Your reply should contain only the line with "std::os::unix::fs::symlink(&esso, &esso).unwrap();" and the lines after it through the end of the data, each written out exactly.

(Saved data entries)
::::::

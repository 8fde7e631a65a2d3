//! Raw feed snapshots
//!
//! Every fetched feed is persisted unchanged at
//! `{root}/{slug}/{slug}_{YYYY-MM-DD_HH-MM-SS}.json`. Snapshots are write-once:
//! a file is written to a temporary name and hard-linked into place, so an
//! existing snapshot is never replaced, even by a concurrent writer.

use std::path::{Path, PathBuf};

use thiserror::Error;
use tokio::fs;
use tracing::{debug, info, warn};

use crate::domain::{FeedRecord, SnapshotName, TimestampError, TimestampPolicy};

#[derive(Error, Debug)]
pub enum SnapshotError {
    #[error("cannot derive snapshot timestamp for {source_name}: {error}")]
    Timestamp {
        source_name: String,
        error: TimestampError,
    },

    #[error("snapshot already exists: {0}")]
    AlreadyExists(PathBuf),

    #[error("snapshot I/O error at {path}: {message}")]
    Io { path: PathBuf, message: String },

    #[error("failed to serialize snapshot: {0}")]
    Serialize(String),
}

/// One snapshot file found on disk
#[derive(Debug, Clone, PartialEq, Eq)]
pub struct StoredSnapshot {
    pub name: SnapshotName,
    pub path: PathBuf,
}

/// All snapshots of one source directory, sorted by file name
#[derive(Debug, Clone, PartialEq, Eq)]
pub struct SourceSnapshots {
    pub slug: String,
    pub snapshots: Vec<StoredSnapshot>,
}

#[derive(Debug, Clone)]
pub struct SnapshotWriter {
    root: PathBuf,
}

impl SnapshotWriter {
    pub fn new(root: impl Into<PathBuf>) -> Self {
        Self { root: root.into() }
    }

    pub fn root(&self) -> &Path {
        &self.root
    }

    /// Canonical name for a record under the given source policy
    pub fn snapshot_name(record: &FeedRecord, policy: TimestampPolicy) -> Result<SnapshotName, SnapshotError> {
        let timestamp = record
            .last_updated(policy)
            .map_err(|error| SnapshotError::Timestamp {
                source_name: record.source.clone(),
                error,
            })?;
        Ok(SnapshotName::new(&record.source, timestamp))
    }

    /// Persist the raw payload; returns the final path
    pub async fn write(&self, record: &FeedRecord, policy: TimestampPolicy) -> Result<PathBuf, SnapshotError> {
        let name = Self::snapshot_name(record, policy)?;
        let dir = self.root.join(&name.slug);
        let path = dir.join(name.to_string());

        fs::create_dir_all(&dir).await.map_err(|e| io_error(&dir, e))?;

        let body = serde_json::to_vec(&record.payload).map_err(|e| SnapshotError::Serialize(e.to_string()))?;

        let temp_path = dir.join(format!(".{}.tmp", name));
        if let Err(e) = fs::write(&temp_path, &body).await {
            let _ = fs::remove_file(&temp_path).await;
            return Err(io_error(&temp_path, e));
        }

        // `hard_link` refuses an existing target, unlike `rename`
        let linked = fs::hard_link(&temp_path, &path).await;
        let _ = fs::remove_file(&temp_path).await;
        match linked {
            Ok(()) => {}
            Err(e) if e.kind() == std::io::ErrorKind::AlreadyExists => {
                return Err(SnapshotError::AlreadyExists(path));
            }
            Err(e) => return Err(io_error(&path, e)),
        }

        info!("💾 Saved {} snapshot: {}", record.source, path.display());
        Ok(path)
    }
}

/// List `{root}/{slug}/*.json` snapshots, sources sorted by slug and files by name.
///
/// Files whose names are not snapshot names are skipped with a warning; a
/// missing root yields an empty list. Only an unreadable root is an error: a
/// source directory that cannot be listed is skipped with a warning.
pub async fn scan_snapshots(root: &Path) -> Result<Vec<SourceSnapshots>, SnapshotError> {
    if !fs::try_exists(root).await.unwrap_or(false) {
        warn!("⚠️ Snapshot root {} does not exist", root.display());
        return Ok(Vec::new());
    }

    let mut source_dirs = Vec::new();
    let mut entries = fs::read_dir(root).await.map_err(|e| io_error(root, e))?;
    while let Some(entry) = entries.next_entry().await.map_err(|e| io_error(root, e))? {
        // Symlinked source directories are followed
        let candidate = entry
            .file_type()
            .await
            .map(|t| t.is_dir() || t.is_symlink())
            .unwrap_or(false);
        if candidate {
            if let Some(slug) = entry.file_name().to_str() {
                source_dirs.push((slug.to_string(), entry.path()));
            }
        }
    }
    source_dirs.sort();

    let mut result = Vec::with_capacity(source_dirs.len());
    for (slug, dir) in source_dirs {
        match scan_source_dir(&dir).await {
            Ok(snapshots) => result.push(SourceSnapshots { slug, snapshots }),
            Err(e) => warn!("⚠️ Skipping snapshots of {}: {}", slug, e),
        }
    }

    Ok(result)
}

fn io_error(path: &Path, e: std::io::Error) -> SnapshotError {
    SnapshotError::Io {
        path: path.to_path_buf(),
        message: e.to_string(),
    }
}

async fn scan_source_dir(dir: &Path) -> Result<Vec<StoredSnapshot>, SnapshotError> {
    let mut snapshots = Vec::new();
    let mut files = fs::read_dir(dir).await.map_err(|e| io_error(dir, e))?;
    while let Some(entry) = files.next_entry().await.map_err(|e| io_error(dir, e))? {
        let Some(file_name) = entry.file_name().to_str().map(str::to_string) else {
            continue;
        };
        if file_name.starts_with('.') || !file_name.ends_with(".json") {
            debug!("Skipping non-snapshot file {}", entry.path().display());
            continue;
        }
        match SnapshotName::parse(&file_name) {
            Ok(name) => snapshots.push(StoredSnapshot { name, path: entry.path() }),
            Err(e) => warn!("⚠️ Skipping {}: {}", entry.path().display(), e),
        }
    }
    snapshots.sort_by(|a, b| a.path.cmp(&b.path));
    Ok(snapshots)
}

#[cfg(test)]
mod tests {
    use super::*;
    use chrono::{TimeZone, Utc};
    use serde_json::json;
    use tempfile::tempdir;

    fn record(payload: serde_json::Value) -> FeedRecord {
        FeedRecord::new("Motor Fuel Group", payload)
            .with_retrieved_at(Utc.with_ymd_and_hms(2024, 6, 1, 9, 0, 0).unwrap())
    }

    #[tokio::test]
    async fn test_write_uses_vendor_timestamp() {
        let dir = tempdir().unwrap();
        let writer = SnapshotWriter::new(dir.path());

        let path = writer
            .write(&record(json!({ "last_updated": "02/06/2024 10:11:12", "stations": [] })), TimestampPolicy::Auto)
            .await
            .unwrap();

        assert_eq!(
            path,
            dir.path().join("motor-fuel-group").join("motor-fuel-group_2024-06-02_10-11-12.json")
        );
        let stored: serde_json::Value = serde_json::from_slice(&std::fs::read(&path).unwrap()).unwrap();
        assert_eq!(stored["last_updated"], "02/06/2024 10:11:12");
    }

    #[tokio::test]
    async fn test_epoch_and_day_first_share_one_format() {
        let epoch = SnapshotWriter::snapshot_name(&record(json!({ "last_updated": 1_717_322_472 })), TimestampPolicy::Auto).unwrap();
        let text = SnapshotWriter::snapshot_name(&record(json!({ "last_updated": "02/06/2024 10:01:12" })), TimestampPolicy::Auto).unwrap();
        assert_eq!(epoch.formatted_timestamp(), "2024-06-02_10-01-12");
        assert_eq!(epoch, text);
    }

    #[tokio::test]
    async fn test_missing_timestamp_uses_retrieval_time() {
        let name = SnapshotWriter::snapshot_name(&record(json!({ "stations": [] })), TimestampPolicy::Auto).unwrap();
        assert_eq!(name.to_string(), "motor-fuel-group_2024-06-01_09-00-00.json");
    }

    #[tokio::test]
    async fn test_malformed_timestamp_is_rejected() {
        let dir = tempdir().unwrap();
        let writer = SnapshotWriter::new(dir.path());

        let result = writer
            .write(&record(json!({ "last_updated": "2024-06-02T10:11:12Z" })), TimestampPolicy::Auto)
            .await;
        assert!(matches!(result, Err(SnapshotError::Timestamp { .. })));
        assert!(!dir.path().join("motor-fuel-group").exists());
    }

    #[tokio::test]
    async fn test_snapshots_are_write_once() {
        let dir = tempdir().unwrap();
        let writer = SnapshotWriter::new(dir.path());
        let first = record(json!({ "last_updated": 1_717_322_472, "stations": [1] }));
        let second = record(json!({ "last_updated": 1_717_322_472, "stations": [2] }));

        let path = writer.write(&first, TimestampPolicy::Auto).await.unwrap();
        let again = writer.write(&second, TimestampPolicy::Auto).await;

        assert!(matches!(again, Err(SnapshotError::AlreadyExists(_))));
        let stored: serde_json::Value = serde_json::from_slice(&std::fs::read(&path).unwrap()).unwrap();
        assert_eq!(stored["stations"], json!([1]));
    }

    #[tokio::test]
    async fn test_scan_sorts_and_skips_foreign_files() {
        let dir = tempdir().unwrap();
        let bp = dir.path().join("bp");
        let asda = dir.path().join("asda");
        std::fs::create_dir_all(&bp).unwrap();
        std::fs::create_dir_all(&asda).unwrap();
        std::fs::write(bp.join("bp_2024-06-02_10-00-00.json"), "{}").unwrap();
        std::fs::write(bp.join("bp_2024-06-01_10-00-00.json"), "{}").unwrap();
        std::fs::write(bp.join("notes.txt"), "x").unwrap();
        std::fs::write(bp.join("bp_yesterday.json"), "{}").unwrap();
        std::fs::write(asda.join("asda_2024-06-01_08-00-00.json"), "{}").unwrap();

        let scanned = scan_snapshots(dir.path()).await.unwrap();
        assert_eq!(scanned.len(), 2);
        assert_eq!(scanned[0].slug, "asda");
        assert_eq!(scanned[1].snapshots.len(), 2);
        assert_eq!(scanned[1].snapshots[0].name.formatted_timestamp(), "2024-06-01_10-00-00");
    }

    #[cfg(unix)]
    #[tokio::test]
    async fn test_scan_skips_unlistable_source_dir() {
        let dir = tempdir().unwrap();
        let bp = dir.path().join("bp");
        std::fs::create_dir_all(&bp).unwrap();
        std::fs::write(bp.join("bp_2024-06-01_10-00-00.json"), "{}").unwrap();
        // Self-referencing link: listing it fails with ELOOP
        let esso = dir.path().join("esso");
        std::os::unix::fs::symlink(&esso, &esso).unwrap();

        let scanned = scan_snapshots(dir.path()).await.unwrap();
        assert_eq!(scanned.len(), 1);
        assert_eq!(scanned[0].slug, "bp");
        assert!(scan_source_dir(&esso).await.is_err());
    }

    #[tokio::test]
    async fn test_existing_snapshot_survives_and_temp_is_removed() {
        let dir = tempdir().unwrap();
        let writer = SnapshotWriter::new(dir.path());
        let feed = record(json!({ "last_updated": 1_717_322_472, "stations": [] }));
        let name = SnapshotWriter::snapshot_name(&feed, TimestampPolicy::Auto).unwrap();
        let source_dir = dir.path().join(&name.slug);
        std::fs::create_dir_all(&source_dir).unwrap();
        std::fs::write(source_dir.join(name.to_string()), "kept").unwrap();

        assert!(matches!(
            writer.write(&feed, TimestampPolicy::Auto).await,
            Err(SnapshotError::AlreadyExists(_))
        ));
        assert_eq!(std::fs::read_to_string(source_dir.join(name.to_string())).unwrap(), "kept");
        assert_eq!(std::fs::read_dir(&source_dir).unwrap().count(), 1);
    }

    #[tokio::test]
    async fn test_scan_missing_root_is_empty() {
        let dir = tempdir().unwrap();
        assert!(scan_snapshots(&dir.path().join("missing")).await.unwrap().is_empty());
    }
}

::::::

WORKED SOLUTION ->
        std::os::unix::fs::symlink(&esso, &esso).unwrap();

        let scanned = scan_snapshots(dir.path()).await.unwrap();
        assert_eq!(scanned.len(), 1);
        assert_eq!(scanned[0].slug, "bp");
        assert!(scan_source_dir(&esso).await.is_err());
    }

    #[tokio::test]
    async fn test_existing_snapshot_survives_and_temp_is_removed() {
        let dir = tempdir().unwrap();
        let writer = SnapshotWriter::new(dir.path());
        let feed = record(json!({ "last_updated": 1_717_322_472, "stations": [] }));
        let name = SnapshotWriter::snapshot_name(&feed, TimestampPolicy::Auto).unwrap();
        let source_dir = dir.path().join(&name.slug);
        std::fs::create_dir_all(&source_dir).unwrap();
        std::fs::write(source_dir.join(name.to_string()), "kept").unwrap();

        assert!(matches!(
            writer.write(&feed, TimestampPolicy::Auto).await,
            Err(SnapshotError::AlreadyExists(_))
        ));
        assert_eq!(std::fs::read_to_string(source_dir.join(name.to_string())).unwrap(), "kept");
        assert_eq!(std::fs::read_dir(&source_dir).unwrap().count(), 1);
    }

    #[tokio::test]
    async fn test_scan_missing_root_is_empty() {
        let dir = tempdir().unwrap();
        assert!(scan_snapshots(&dir.path().join("missing")).await.unwrap().is_empty());
    }
}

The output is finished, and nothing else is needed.